### Data shown

==========

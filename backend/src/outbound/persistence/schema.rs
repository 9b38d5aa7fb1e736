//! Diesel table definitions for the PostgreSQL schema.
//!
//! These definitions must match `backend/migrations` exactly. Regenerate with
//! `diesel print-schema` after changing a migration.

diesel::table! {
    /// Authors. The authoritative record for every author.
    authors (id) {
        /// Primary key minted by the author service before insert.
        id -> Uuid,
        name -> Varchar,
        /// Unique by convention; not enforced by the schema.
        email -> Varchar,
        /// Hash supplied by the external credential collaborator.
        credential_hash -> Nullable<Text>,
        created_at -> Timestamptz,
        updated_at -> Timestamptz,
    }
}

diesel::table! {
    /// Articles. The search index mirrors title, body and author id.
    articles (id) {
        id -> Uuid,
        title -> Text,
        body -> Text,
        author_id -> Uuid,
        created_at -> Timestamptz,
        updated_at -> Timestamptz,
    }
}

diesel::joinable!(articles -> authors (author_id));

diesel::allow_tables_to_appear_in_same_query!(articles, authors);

==========

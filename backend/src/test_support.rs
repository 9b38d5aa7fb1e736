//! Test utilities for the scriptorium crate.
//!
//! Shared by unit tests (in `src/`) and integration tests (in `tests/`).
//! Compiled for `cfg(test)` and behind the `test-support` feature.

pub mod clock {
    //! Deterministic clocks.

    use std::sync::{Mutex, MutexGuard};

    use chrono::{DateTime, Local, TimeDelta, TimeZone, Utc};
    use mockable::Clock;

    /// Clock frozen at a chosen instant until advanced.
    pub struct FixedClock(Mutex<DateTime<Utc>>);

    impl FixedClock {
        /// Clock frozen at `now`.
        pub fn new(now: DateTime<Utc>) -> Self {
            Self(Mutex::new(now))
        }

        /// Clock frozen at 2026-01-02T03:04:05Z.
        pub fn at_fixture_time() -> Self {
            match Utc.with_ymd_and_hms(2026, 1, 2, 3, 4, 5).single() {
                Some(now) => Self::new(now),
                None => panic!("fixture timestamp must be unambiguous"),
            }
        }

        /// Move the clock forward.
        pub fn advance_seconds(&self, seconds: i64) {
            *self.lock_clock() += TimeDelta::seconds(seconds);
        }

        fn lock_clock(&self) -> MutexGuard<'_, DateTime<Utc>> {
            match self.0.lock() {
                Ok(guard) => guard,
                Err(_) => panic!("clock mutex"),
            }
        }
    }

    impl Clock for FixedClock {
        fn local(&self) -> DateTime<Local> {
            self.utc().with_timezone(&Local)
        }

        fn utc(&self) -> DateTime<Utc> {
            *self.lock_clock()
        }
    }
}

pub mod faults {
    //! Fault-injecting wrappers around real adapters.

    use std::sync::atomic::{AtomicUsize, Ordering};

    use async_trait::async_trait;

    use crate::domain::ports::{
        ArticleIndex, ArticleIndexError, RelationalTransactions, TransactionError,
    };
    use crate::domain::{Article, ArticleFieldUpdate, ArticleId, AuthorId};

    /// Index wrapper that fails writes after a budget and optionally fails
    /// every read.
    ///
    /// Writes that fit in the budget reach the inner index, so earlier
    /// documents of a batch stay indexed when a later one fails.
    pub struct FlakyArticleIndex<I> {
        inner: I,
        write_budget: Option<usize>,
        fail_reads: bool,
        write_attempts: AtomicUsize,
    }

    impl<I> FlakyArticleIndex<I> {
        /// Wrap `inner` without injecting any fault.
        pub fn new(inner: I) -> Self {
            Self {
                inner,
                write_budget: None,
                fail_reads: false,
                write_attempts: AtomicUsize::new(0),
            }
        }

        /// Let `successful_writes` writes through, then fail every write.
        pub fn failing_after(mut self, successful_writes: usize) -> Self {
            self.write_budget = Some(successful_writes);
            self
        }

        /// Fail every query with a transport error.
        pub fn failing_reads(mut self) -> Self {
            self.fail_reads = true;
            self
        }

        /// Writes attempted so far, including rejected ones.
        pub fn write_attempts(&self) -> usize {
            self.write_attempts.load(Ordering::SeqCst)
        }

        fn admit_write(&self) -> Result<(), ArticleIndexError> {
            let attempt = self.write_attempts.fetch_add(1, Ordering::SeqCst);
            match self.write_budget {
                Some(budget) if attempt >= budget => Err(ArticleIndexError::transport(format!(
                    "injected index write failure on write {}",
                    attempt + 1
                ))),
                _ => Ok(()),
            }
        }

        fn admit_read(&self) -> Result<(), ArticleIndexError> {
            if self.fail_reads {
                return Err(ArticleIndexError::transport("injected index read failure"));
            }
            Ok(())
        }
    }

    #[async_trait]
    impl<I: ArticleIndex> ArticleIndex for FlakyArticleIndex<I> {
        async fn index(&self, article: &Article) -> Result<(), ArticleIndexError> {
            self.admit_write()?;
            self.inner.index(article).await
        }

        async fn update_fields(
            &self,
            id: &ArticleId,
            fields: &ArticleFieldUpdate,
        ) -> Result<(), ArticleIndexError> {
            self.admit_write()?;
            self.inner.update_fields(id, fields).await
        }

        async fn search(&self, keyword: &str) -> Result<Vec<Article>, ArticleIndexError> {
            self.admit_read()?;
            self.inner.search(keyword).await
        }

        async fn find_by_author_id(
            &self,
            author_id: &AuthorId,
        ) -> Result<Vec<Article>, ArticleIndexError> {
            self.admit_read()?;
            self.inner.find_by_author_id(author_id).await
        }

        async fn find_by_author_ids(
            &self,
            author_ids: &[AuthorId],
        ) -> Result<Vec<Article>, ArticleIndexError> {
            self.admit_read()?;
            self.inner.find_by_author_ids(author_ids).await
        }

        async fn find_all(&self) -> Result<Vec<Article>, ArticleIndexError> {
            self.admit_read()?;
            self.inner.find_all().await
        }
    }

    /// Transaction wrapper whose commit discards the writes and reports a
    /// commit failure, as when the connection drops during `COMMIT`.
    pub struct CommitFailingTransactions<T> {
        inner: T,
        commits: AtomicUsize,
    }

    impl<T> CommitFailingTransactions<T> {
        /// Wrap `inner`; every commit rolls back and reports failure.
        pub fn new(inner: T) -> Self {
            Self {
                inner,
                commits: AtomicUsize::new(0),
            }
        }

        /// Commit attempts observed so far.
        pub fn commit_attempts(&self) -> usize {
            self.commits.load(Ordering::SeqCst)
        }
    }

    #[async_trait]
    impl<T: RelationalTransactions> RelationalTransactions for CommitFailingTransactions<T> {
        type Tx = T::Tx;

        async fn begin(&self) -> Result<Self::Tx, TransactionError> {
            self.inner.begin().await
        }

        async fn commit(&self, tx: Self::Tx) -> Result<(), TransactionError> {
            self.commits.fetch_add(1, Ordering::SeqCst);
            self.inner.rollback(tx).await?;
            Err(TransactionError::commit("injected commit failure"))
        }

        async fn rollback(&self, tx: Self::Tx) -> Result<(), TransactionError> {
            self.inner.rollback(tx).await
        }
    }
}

==========

### Task prompt
Wherever the word "title" appears in the entries above, copy that whole line.

### Solution for this task
    /// Articles. The search index mirrors title, body and author id.
        title -> Text,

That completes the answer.